Problem statement: Go through the data and copy each line where the string "crate" appears.
*** Opening of Information supplied ***
//! Render hash — a SHA-256 digest over every input that shapes the audio.
//!
//! Identical (spec, configs, asset paths, seed, target duration, commit)
//! always produce the same hash, so it works as a cache key and as
//! embedded output metadata. Inputs are canonically serialized: structs via
//! serde_json (field order is declaration order, maps are BTreeMaps) with
//! a length-prefixed frame per field so adjacent fields can never alias.

use serde::Serialize;
use sha2::{Digest, Sha256};

use crate::error::Result;
use crate::song::{MixConfig, SongSpec, StyleConfig};

/// Everything that feeds the digest.
pub struct RenderHashInput<'a> {
    pub spec: &'a SongSpec,
    pub mix: &'a MixConfig,
    pub style: &'a StyleConfig,
    /// (instrument, asset path/label) pairs in deterministic order.
    pub asset_paths: &'a [(String, String)],
    pub seed: u64,
    pub target_minutes: Option<f64>,
    /// Source commit or build identifier.
    pub commit: &'a str,
}

fn frame<T: Serialize>(hasher: &mut Sha256, label: &str, value: &T) -> Result<()> {
    let bytes = serde_json::to_vec(value)?;
    hasher.update(label.as_bytes());
    hasher.update((bytes.len() as u64).to_le_bytes());
    hasher.update(&bytes);
    Ok(())
}

/// Compute the hex render hash.
pub fn render_hash(input: &RenderHashInput<'_>) -> Result<String> {
    let mut hasher = Sha256::new();
    frame(&mut hasher, "spec", input.spec)?;
    frame(&mut hasher, "mix", input.mix)?;
    frame(&mut hasher, "style", input.style)?;
    frame(&mut hasher, "assets", &input.asset_paths)?;
    frame(&mut hasher, "seed", &input.seed)?;
    frame(&mut hasher, "target", &input.target_minutes)?;
    frame(&mut hasher, "commit", &input.commit)?;

    let digest = hasher.finalize();
    let mut hex = String::with_capacity(64);
    for byte in digest {
        hex.push_str(&format!("{byte:02x}"));
    }
    Ok(hex)
}
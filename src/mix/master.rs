//! Master bus dynamics: normalized tanh saturation, an RMS-envelope
//! compressor with soft knee and optional lookahead, and an oversampled
//! true-peak limiter.
//!
//! All stages process interleaved stereo with a linked (max-of-channels)
//! detector.

use log::debug;

use crate::song::config::{CompressorConfig, LimiterConfig, SaturationConfig};

/// dB to linear amplitude.
pub fn db_to_lin(db: f32) -> f32 {
    10f32.powf(db / 20.0)
}

/// Linear amplitude to dB, floored for silence.
pub fn lin_to_db(lin: f32) -> f32 {
    20.0 * lin.max(1e-10).log10()
}

/// Soft-clip the buffer with `tanh(drive·x)/tanh(drive)`. The normalization
/// keeps gain near unity at low drive.
pub fn saturate(buffer: &mut [f32], config: &SaturationConfig) {
    let drive = config.drive.max(1e-3);
    let norm = drive.tanh();
    for s in buffer.iter_mut() {
        *s = (*s * drive).tanh() / norm;
    }
}

/// RMS compressor over interleaved stereo.
///
/// The RMS envelope uses independent attack and release one-pole time
/// constants; gain reduction follows the standard dB-domain ratio with a
/// quadratic soft knee. With lookahead the dry signal is delayed so the
/// gain curve leads the audio it controls.
pub fn compress(buffer: &mut [f32], sample_rate: u32, config: &CompressorConfig) {
    if buffer.is_empty() {
        return;
    }
    let attack = coef(config.attack_ms, sample_rate);
    let release = coef(config.release_ms, sample_rate);
    let lookahead_frames = (config.lookahead_ms / 1000.0 * sample_rate as f32) as usize;

    let frames = buffer.len() / 2;
    let mut env_sq = 0.0f32;
    let mut gains = Vec::with_capacity(frames);
    let mut max_reduction = 0.0f32;

    for frame in 0..frames {
        let l = buffer[frame * 2];
        let r = buffer[frame * 2 + 1];
        let input_sq = (l * l).max(r * r);
        let c = if input_sq > env_sq { attack } else { release };
        env_sq = input_sq + c * (env_sq - input_sq);

        let level_db = lin_to_db(env_sq.sqrt());
        let over = level_db - config.threshold_db;
        let slope = 1.0 - 1.0 / config.ratio;
        let reduction_db = if config.knee_db > 0.0 && over.abs() < config.knee_db / 2.0 {
            let x = over + config.knee_db / 2.0;
            slope * x * x / (2.0 * config.knee_db)
        } else if over > 0.0 {
            slope * over
        } else {
            0.0
        };
        max_reduction = max_reduction.max(reduction_db);
        gains.push(db_to_lin(-reduction_db));
    }

    // Apply the gain curve to the (optionally delayed) dry signal.
    if lookahead_frames == 0 {
        for frame in 0..frames {
            buffer[frame * 2] *= gains[frame];
            buffer[frame * 2 + 1] *= gains[frame];
        }
    } else {
        let dry = buffer.to_vec();
        for frame in 0..frames {
            let src = frame.checked_sub(lookahead_frames);
            let (l, r) = match src {
                Some(s) => (dry[s * 2], dry[s * 2 + 1]),
                None => (0.0, 0.0),
            };
            buffer[frame * 2] = l * gains[frame];
            buffer[frame * 2 + 1] = r * gains[frame];
        }
    }
    debug!("compressor max reduction {max_reduction:.1} dB");
}

fn coef(ms: f32, sample_rate: u32) -> f32 {
    (-1.0 / (ms / 1000.0 * sample_rate as f32)).exp()
}

/// True-peak limit: upsample by linear interpolation, find the peak, and
/// scale the whole buffer down when it exceeds the linear ceiling. The
/// post-limit peak can never exceed the ceiling.
pub fn limit(buffer: &mut [f32], config: &LimiterConfig) {
    if buffer.is_empty() {
        return;
    }
    let ceiling = db_to_lin(config.ceiling_db);
    let oversample = config.oversample.max(1) as usize;

    let mut peak = 0.0f32;
    let frames = buffer.len() / 2;
    for ch in 0..2 {
        for frame in 0..frames {
            let a = buffer[frame * 2 + ch];
            let b = if frame + 1 < frames {
                buffer[(frame + 1) * 2 + ch]
            } else {
                a
            };
            for k in 0..oversample {
                let frac = k as f32 / oversample as f32;
                let v = a + (b - a) * frac;
                peak = peak.max(v.abs());
            }
        }
    }

    if peak > ceiling {
        let scale = ceiling / peak;
        for s in buffer.iter_mut() {
            *s *= scale;
        }
        debug!("limiter scaled by {scale:.3} (true peak {peak:.3})");
    }
}

#[cfg(test)]
mod tests {
    use super::*;

    fn stereo_sine(freq: f32, amp: f32, secs: f32, rate: u32) -> Vec<f32> {
        let frames = (secs * rate as f32) as usize;
        let mut out = Vec::with_capacity(frames * 2);
        for i in 0..frames {
            let s = amp * (i as f32 / rate as f32 * freq * std::f32::consts::TAU).sin();
            out.push(s);
            out.push(s);
        }
        out
    }

    #[test]
    fn db_conversions_round_trip() {
        for db in [-30.0f32, -6.0, 0.0, 3.0] {
            assert!((lin_to_db(db_to_lin(db)) - db).abs() < 1e-4);
        }
        assert!((db_to_lin(-6.0) - 0.5012).abs() < 1e-3);
    }

    #[test]
    fn saturation_preserves_low_levels_and_clips_high() {
        let cfg = SaturationConfig { drive: 0.2 };
        let mut quiet = vec![0.1f32; 4];
        saturate(&mut quiet, &cfg);
        assert!((quiet[0] - 0.1).abs() < 0.01, "low drive not near-unity");

        let hot_cfg = SaturationConfig { drive: 4.0 };
        let mut hot = vec![2.0f32; 4];
        saturate(&mut hot, &hot_cfg);
        assert!(hot[0].abs() <= 1.01, "tanh should bound output");
    }

    #[test]
    fn compressor_reduces_loud_material() {
        let cfg = CompressorConfig {
            threshold_db: -20.0,
            ratio: 4.0,
            attack_ms: 1.0,
            release_ms: 50.0,
            knee_db: 0.0,
            lookahead_ms: 0.0,
        };
        let mut loud = stereo_sine(440.0, 0.9, 0.5, 44100);
        let before: f32 = loud.iter().map(|s| s * s).sum();
        compress(&mut loud, 44100, &cfg);
        let after: f32 = loud.iter().map(|s| s * s).sum();
        assert!(after < before * 0.5, "no gain reduction applied");
    }

    #[test]
    fn compressor_leaves_quiet_material_alone() {
        let cfg = CompressorConfig {
            threshold_db: -6.0,
            ratio: 4.0,
            attack_ms: 5.0,
            release_ms: 50.0,
            knee_db: 0.0,
            lookahead_ms: 0.0,
        };
        let mut quiet = stereo_sine(440.0, 0.05, 0.2, 44100);
        let reference = quiet.clone();
        compress(&mut quiet, 44100, &cfg);
        for (a, b) in quiet.iter().zip(&reference) {
            assert!((a - b).abs() < 1e-3);
        }
    }

    #[test]
    fn lookahead_delays_the_dry_signal() {
        let cfg = CompressorConfig {
            threshold_db: 0.0,
            ratio: 1.0,
            attack_ms: 1.0,
            release_ms: 50.0,
            knee_db: 0.0,
            lookahead_ms: 10.0,
        };
        // Ratio 1 means no gain change; only the delay remains.
        let mut buf = vec![0.0f32; 4410 * 2];
        buf[0] = 1.0;
        buf[1] = 1.0;
        compress(&mut buf, 44100, &cfg);
        let delay_frames = 441;
        assert_eq!(buf[0], 0.0);
        assert!((buf[delay_frames * 2] - 1.0).abs() < 1e-6);
    }

    #[test]
    fn soft_knee_is_gentler_than_hard_at_threshold() {
        let hard = CompressorConfig {
            threshold_db: -12.0,
            ratio: 4.0,
            attack_ms: 1.0,
            release_ms: 100.0,
            knee_db: 0.0,
            lookahead_ms: 0.0,
        };
        let soft = CompressorConfig {
            knee_db: 12.0,
            ..hard
        };
        // Signal sitting a hair above threshold.
        let mut a = stereo_sine(440.0, db_to_lin(-11.0), 0.5, 44100);
        let mut b = a.clone();
        compress(&mut a, 44100, &hard);
        compress(&mut b, 44100, &soft);
        let rms = |x: &[f32]| (x.iter().map(|s| s * s).sum::<f32>() / x.len() as f32).sqrt();
        // Hard knee bites harder right above threshold... the soft knee
        // splits the difference across the knee width.
        assert!(rms(&b) < rms(&a) * 1.02 && rms(&b) > rms(&a) * 0.7);
    }

    #[test]
    fn limiter_enforces_ceiling() {
        let cfg = LimiterConfig {
            ceiling_db: -1.0,
            oversample: 4,
        };
        let mut hot = stereo_sine(1000.0, 3.0, 0.2, 44100);
        limit(&mut hot, &cfg);
        let ceiling = db_to_lin(-1.0);
        let peak = hot.iter().fold(0.0f32, |m, s| m.max(s.abs()));
        assert!(peak <= ceiling + 1e-6, "peak {peak} over {ceiling}");
    }

    #[test]
    fn limiter_passes_quiet_signals_untouched() {
        let cfg = LimiterConfig {
            ceiling_db: -0.3,
            oversample: 4,
        };
        let mut quiet = stereo_sine(1000.0, 0.25, 0.1, 44100);
        let reference = quiet.clone();
        limit(&mut quiet, &cfg);
        assert_eq!(quiet, reference);
    }

    #[test]
    fn limiter_catches_intersample_peaks() {
        // Alternating near-full-scale samples have inter-sample peaks above
        // the sampled peak; oversampling must still catch the sampled ones.
        let cfg = LimiterConfig {
            ceiling_db: -3.0,
            oversample: 8,
        };
        let mut buf: Vec<f32> = (0..2000)
            .map(|i| if i % 2 == 0 { 0.99 } else { -0.99 })
            .collect();
        limit(&mut buf, &cfg);
        let peak = buf.iter().fold(0.0f32, |m, s| m.max(s.abs()));
        assert!(peak <= db_to_lin(-3.0) + 1e-6);
    }
}
//! Chord-symbol parsing and pitch-class arithmetic.
//!
//! Symbols are a root letter with optional accidental plus a quality suffix.
//! Unrecognized symbols fail with an explicit parse error — never a silent
//! default to a major triad.

pub mod voicing;

pub use voicing::{generate_satb, VoiceLines};

use crate::error::{Error, Result};

/// A parsed chord: root pitch class plus interval offsets in semitones.
#[derive(Debug, Clone, PartialEq, Eq)]
pub struct Chord {
    /// Root pitch class, 0–11 (C = 0).
    pub root: u8,
    /// Semitone offsets from the root, always starting with 0.
    pub intervals: Vec<u8>,
}

impl Chord {
    /// Absolute pitch classes of every chord tone.
    pub fn pitch_classes(&self) -> Vec<u8> {
        self.intervals
            .iter()
            .map(|i| (self.root + i) % 12)
            .collect()
    }

    /// Whether a MIDI pitch is a chord tone.
    pub fn contains_pitch(&self, pitch: u8) -> bool {
        self.pitch_classes().contains(&(pitch % 12))
    }

    /// The chord tone interval at `index`, wrapping (0 = root, 1 = third, ...).
    pub fn tone(&self, index: usize) -> u8 {
        self.intervals[index % self.intervals.len()]
    }
}

/// Parse a note name ("C", "F#", "Bb") into a pitch class.
pub fn parse_note_name(name: &str) -> Result<u8> {
    let mut chars = name.chars();
    let letter = chars
        .next()
        .ok_or_else(|| Error::ChordParse(name.to_string()))?;
    let base: i32 = match letter.to_ascii_uppercase() {
        'C' => 0,
        'D' => 2,
        'E' => 4,
        'F' => 5,
        'G' => 7,
        'A' => 9,
        'B' => 11,
        _ => return Err(Error::ChordParse(name.to_string())),
    };
    let mut pc = base;
    for c in chars {
        match c {
            '#' => pc += 1,
            'b' => pc -= 1,
            _ => return Err(Error::ChordParse(name.to_string())),
        }
    }
    Ok(pc.rem_euclid(12) as u8)
}

/// Parse a chord symbol into its root pitch class and interval offsets.
pub fn parse_chord_symbol(sym: &str) -> Result<Chord> {
    let sym = sym.trim();
    if sym.is_empty() || !sym.is_ascii() {
        return Err(Error::ChordParse(sym.to_string()));
    }

    let bytes = sym.as_bytes();
    let mut idx = 1;
    while idx < bytes.len() && (bytes[idx] == b'#' || bytes[idx] == b'b') {
        idx += 1;
    }
    let root = parse_note_name(&sym[..idx])?;
    let quality = &sym[idx..];

    let intervals: Vec<u8> = match quality {
        "" | "maj" => vec![0, 4, 7],
        "m" | "min" => vec![0, 3, 7],
        "dim" => vec![0, 3, 6],
        "aug" => vec![0, 4, 8],
        "sus2" => vec![0, 2, 7],
        "sus4" => vec![0, 5, 7],
        "5" => vec![0, 7],
        "6" => vec![0, 4, 7, 9],
        "m6" => vec![0, 3, 7, 9],
        "7" => vec![0, 4, 7, 10],
        "maj7" => vec![0, 4, 7, 11],
        "m7" | "min7" => vec![0, 3, 7, 10],
        "dim7" => vec![0, 3, 6, 9],
        "m7b5" => vec![0, 3, 6, 10],
        "9" => vec![0, 4, 7, 10, 14],
        "maj9" => vec![0, 4, 7, 11, 14],
        "m9" => vec![0, 3, 7, 10, 14],
        "add9" => vec![0, 4, 7, 14],
        _ => return Err(Error::ChordParse(sym.to_string())),
    };

    Ok(Chord { root, intervals })
}

/// Parse one chord per bar, propagating the first parse failure.
pub fn parse_progression(symbols: &[&str]) -> Result<Vec<Chord>> {
    symbols.iter().map(|s| parse_chord_symbol(s)).collect()
}

/// Third and seventh (or the closest available color tones) of a chord —
/// the guide tones used for keys stabs.
pub fn guide_tones(chord: &Chord) -> Vec<u8> {
    let mut out = Vec::with_capacity(2);
    // Third: the interval in (2..=5).
    if let Some(&t) = chord.intervals.iter().find(|i| (2..=5).contains(*i)) {
        out.push(t);
    }
    // Seventh: the interval in (9..=11); fall back to the fifth.
    if let Some(&s) = chord.intervals.iter().find(|i| (9..=11).contains(*i)) {
        out.push(s);
    } else if chord.intervals.contains(&7) {
        out.push(7);
    }
    out
}
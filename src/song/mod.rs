//! Song specification — structure, harmony, tempo, and per-instrument
//! constraints, validated once at construction.
//!
//! A [`SongSpec`] is created from user input (JSON) and treated as read-only
//! by the pipeline; only the arranger's duration-extension and outro setup
//! mutate it, before any audio is rendered.

pub mod config;

pub use config::{MixConfig, StyleConfig};

use std::collections::BTreeMap;

use serde::{Deserialize, Serialize};

use crate::error::{Error, Result};
use crate::stem::Instrument;

/// A named span of the song, measured in bars.
#[derive(Debug, Clone, PartialEq, Eq, Serialize, Deserialize)]
pub struct Section {
    pub name: String,
    pub length_bars: u32,
}

/// How strongly a cadence bar is marked.
#[derive(Debug, Clone, Copy, PartialEq, Eq, Serialize, Deserialize)]
#[serde(rename_all = "lowercase")]
pub enum CadenceKind {
    /// Snare fill only.
    Light,
    /// Snare fill plus style-gated tom roll and noise sweep.
    Full,
}

/// A declared harmonic resolution point, eligible for fills.
#[derive(Debug, Clone, Copy, PartialEq, Eq, Serialize, Deserialize)]
pub struct Cadence {
    /// Global bar index (0-based).
    pub bar: u32,
    pub kind: CadenceKind,
}

/// Extra color intervals the keys may add to stabs, in semitones above the
/// chord root (e.g. 14 for an added ninth).
#[derive(Debug, Clone, Default, PartialEq, Eq, Serialize, Deserialize)]
pub struct TensionPolicy {
    #[serde(default)]
    pub intervals: Vec<u8>,
}

/// How the song ends.
#[derive(Debug, Clone, Copy, PartialEq, Serialize, Deserialize)]
#[serde(rename_all = "snake_case", tag = "kind")]
pub enum OutroConfig {
    /// Stretch the final bar by a tempo-reduction factor.
    Ritard {
        /// Base stretch factor, >= 1. Raised further when a residual target
        /// duration must be absorbed.
        #[serde(default = "default_ritard_factor")]
        factor: f64,
    },
    /// A sustained final drum hit while other instruments hold their last note.
    HitAndHold {
        #[serde(default = "default_hold_secs")]
        hold_secs: f64,
    },
}

fn default_ritard_factor() -> f64 {
    1.5
}

fn default_hold_secs() -> f64 {
    2.0
}

/// Inclusive MIDI pitch range for one instrument.
#[derive(Debug, Clone, Copy, PartialEq, Eq, Serialize, Deserialize)]
pub struct Register {
    pub low: u8,
    pub high: u8,
}

/// Parsed meter. The beat unit for tempo is always the quarter note.
#[derive(Debug, Clone, Copy, PartialEq, Eq)]
pub struct Meter {
    pub numerator: u32,
    pub denominator: u32,
}

impl Meter {
    /// Parse an "N/D" meter string. Fails on anything that is not two
    /// positive integers — never defaults, never divides by zero later.
    pub fn parse(s: &str) -> Result<Self> {
        let (n, d) = s
            .split_once('/')
            .ok_or_else(|| Error::Meter(s.to_string()))?;
        let numerator: u32 = n.trim().parse().map_err(|_| Error::Meter(s.to_string()))?;
        let denominator: u32 = d.trim().parse().map_err(|_| Error::Meter(s.to_string()))?;
        if numerator == 0 || denominator == 0 {
            return Err(Error::Meter(s.to_string()));
        }
        Ok(Self {
            numerator,
            denominator,
        })
    }

    /// Bar length in quarter-note beats.
    pub fn beats_per_bar(self) -> f64 {
        self.numerator as f64 * 4.0 / self.denominator as f64
    }

    /// Sixteenth-note steps per bar, the pattern grid resolution.
    pub fn steps_per_bar(self) -> usize {
        (self.numerator as usize * 16) / self.denominator as usize
    }
}

/// Declarative description of a song. See the crate root for the pipeline
/// that consumes it.
#[derive(Debug, Clone, PartialEq, Serialize, Deserialize)]
pub struct SongSpec {
    pub title: String,
    pub seed: u64,
    /// Tonic note name, e.g. "C", "F#", "Bb".
    pub key: String,
    #[serde(default)]
    pub mode: Mode,
    pub tempo_bpm: f64,
    /// Meter string, e.g. "4/4". Parsed and checked by [`SongSpec::validate`].
    pub meter: String,
    pub sections: Vec<Section>,
    /// Chord symbol per bar, one row per section name.
    pub harmony: BTreeMap<String, Vec<String>>,
    /// Target note density per section, each in [0, 1].
    #[serde(default)]
    pub density: BTreeMap<String, f64>,
    /// Allowed MIDI range per instrument.
    #[serde(default = "default_registers")]
    pub registers: BTreeMap<Instrument, Register>,
    #[serde(default)]
    pub cadences: Vec<Cadence>,
    #[serde(default)]
    pub tension: TensionPolicy,
    /// Swing amount in [0, 1): fraction of a step by which odd subdivision
    /// steps are delayed.
    #[serde(default)]
    pub swing: f64,
    #[serde(default)]
    pub outro: Option<OutroConfig>,
    /// When set, the arranger loops sections until the song is within ±2%
    /// of this many minutes.
    #[serde(default)]
    pub target_minutes: Option<f64>,
}

#[derive(Debug, Clone, Copy, PartialEq, Eq, Default, Serialize, Deserialize)]
#[serde(rename_all = "lowercase")]
pub enum Mode {
    #[default]
    Major,
    Minor,
}

fn default_registers() -> BTreeMap<Instrument, Register> {
    let mut m = BTreeMap::new();
    m.insert(Instrument::Drums, Register { low: 35, high: 59 });
    m.insert(Instrument::Bass, Register { low: 28, high: 52 });
    m.insert(Instrument::Keys, Register { low: 48, high: 84 });
    m.insert(Instrument::Pads, Register { low: 48, high: 79 });
    m
}

impl SongSpec {
    /// Parse a spec from JSON and validate it.
    pub fn from_json(json: &str) -> Result<Self> {
        let spec: SongSpec = serde_json::from_str(json)?;
        spec.validate()?;
        Ok(spec)
    }

    /// Check every structural invariant. Errors are descriptive and nothing
    /// is silently corrected.
    pub fn validate(&self) -> Result<()> {
        if self.sections.is_empty() {
            return Err(Error::SpecValidation("no sections declared".into()));
        }
        if !(self.tempo_bpm.is_finite() && self.tempo_bpm > 0.0) {
            return Err(Error::SpecValidation(format!(
                "tempo_bpm must be positive, got {}",
                self.tempo_bpm
            )));
        }
        let meter = Meter::parse(&self.meter)?;
        if meter.steps_per_bar() == 0 {
            return Err(Error::SpecValidation(format!(
                "meter {:?} is too short for the sixteenth-step grid",
                self.meter
            )));
        }
        crate::theory::parse_note_name(&self.key)?;
        if !(0.0..1.0).contains(&self.swing) {
            return Err(Error::SpecValidation(format!(
                "swing must be in [0, 1), got {}",
                self.swing
            )));
        }
        for section in &self.sections {
            if section.length_bars == 0 {
                return Err(Error::SpecValidation(format!(
                    "section {:?} has zero length",
                    section.name
                )));
            }
            let row = self
                .harmony
                .get(&section.name)
                .ok_or_else(|| Error::MissingHarmony(section.name.clone()))?;
            if row.len() != section.length_bars as usize {
                return Err(Error::SpecValidation(format!(
                    "section {:?}: harmony row has {} chords but the section spans {} bars",
                    section.name,
                    row.len(),
                    section.length_bars
                )));
            }
        }
        for (name, d) in &self.density {
            if !(0.0..=1.0).contains(d) {
                return Err(Error::SpecValidation(format!(
                    "density for section {:?} must be in [0, 1], got {}",
                    name, d
                )));
            }
        }
        for (inst, reg) in &self.registers {
            if reg.low > reg.high {
                return Err(Error::SpecValidation(format!(
                    "{} register low {} exceeds high {}",
                    inst, reg.low, reg.high
                )));
            }
        }
        let total = self.total_bars();
        for cadence in &self.cadences {
            if cadence.bar >= total {
                return Err(Error::SpecValidation(format!(
                    "cadence at bar {} is outside the song ({} bars)",
                    cadence.bar, total
                )));
            }
        }
        if let Some(minutes) = self.target_minutes {
            if !(minutes.is_finite() && minutes > 0.0) {
                return Err(Error::SpecValidation(format!(
                    "target_minutes must be positive, got {minutes}"
                )));
            }
        }
        Ok(())
    }

    /// Parsed meter. Valid after [`SongSpec::validate`].
    pub fn parsed_meter(&self) -> Result<Meter> {
        Meter::parse(&self.meter)
    }

    /// Total bars across all sections.
    pub fn total_bars(&self) -> u32 {
        self.sections.iter().map(|s| s.length_bars).sum()
    }

    /// Seconds per quarter-note beat.
    pub fn seconds_per_beat(&self) -> f64 {
        60.0 / self.tempo_bpm
    }

    /// Seconds per bar under the spec's meter.
    pub fn seconds_per_bar(&self) -> Result<f64> {
        Ok(self.parsed_meter()?.beats_per_bar() * self.seconds_per_beat())
    }

    /// Density for a section, defaulting to 0.5 when the curve omits it.
    pub fn density_for(&self, section: &str) -> f64 {
        self.density.get(section).copied().unwrap_or(0.5)
    }

    /// Register for an instrument, falling back to the built-in defaults.
    pub fn register_for(&self, instrument: Instrument) -> Register {
        self.registers
            .get(&instrument)
            .copied()
            .unwrap_or_else(|| default_registers()[&instrument])
    }

    /// The section containing a global bar index, with its starting bar.
    pub fn section_at_bar(&self, bar: u32) -> Option<(&Section, u32)> {
        let mut start = 0u32;
        for section in &self.sections {
            if bar < start + section.length_bars {
                return Some((section, start));
            }
            start += section.length_bars;
        }
        None
    }

    /// Chord symbol sounding at a global bar index.
    pub fn chord_symbol_at_bar(&self, bar: u32) -> Option<&str> {
        let (section, start) = self.section_at_bar(bar)?;
        self.harmony
            .get(&section.name)
            .and_then(|row| row.get((bar - start) as usize))
            .map(String::as_str)
    }

    /// Chord symbols for every bar of the song, in order.
    pub fn harmony_timeline(&self) -> Vec<&str> {
        let mut out = Vec::with_capacity(self.total_bars() as usize);
        for section in &self.sections {
            if let Some(row) = self.harmony.get(&section.name) {
                out.extend(row.iter().map(String::as_str));
            }
        }
        out
    }

    /// Whether a global bar is a declared cadence, and of which kind.
    pub fn cadence_at_bar(&self, bar: u32) -> Option<CadenceKind> {
        self.cadences
            .iter()
            .find(|c| c.bar == bar)
            .map(|c| c.kind)
    }
}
*** Close of Information supplied ***
Written answer:
use crate::error::Result;
use crate::song::{MixConfig, SongSpec, StyleConfig};
use crate::song::config::{CompressorConfig, LimiterConfig, SaturationConfig};
use crate::error::{Error, Result};
use crate::error::{Error, Result};
use crate::stem::Instrument;
/// Declarative description of a song. See the crate root for the pipeline
        crate::theory::parse_note_name(&self.key)?;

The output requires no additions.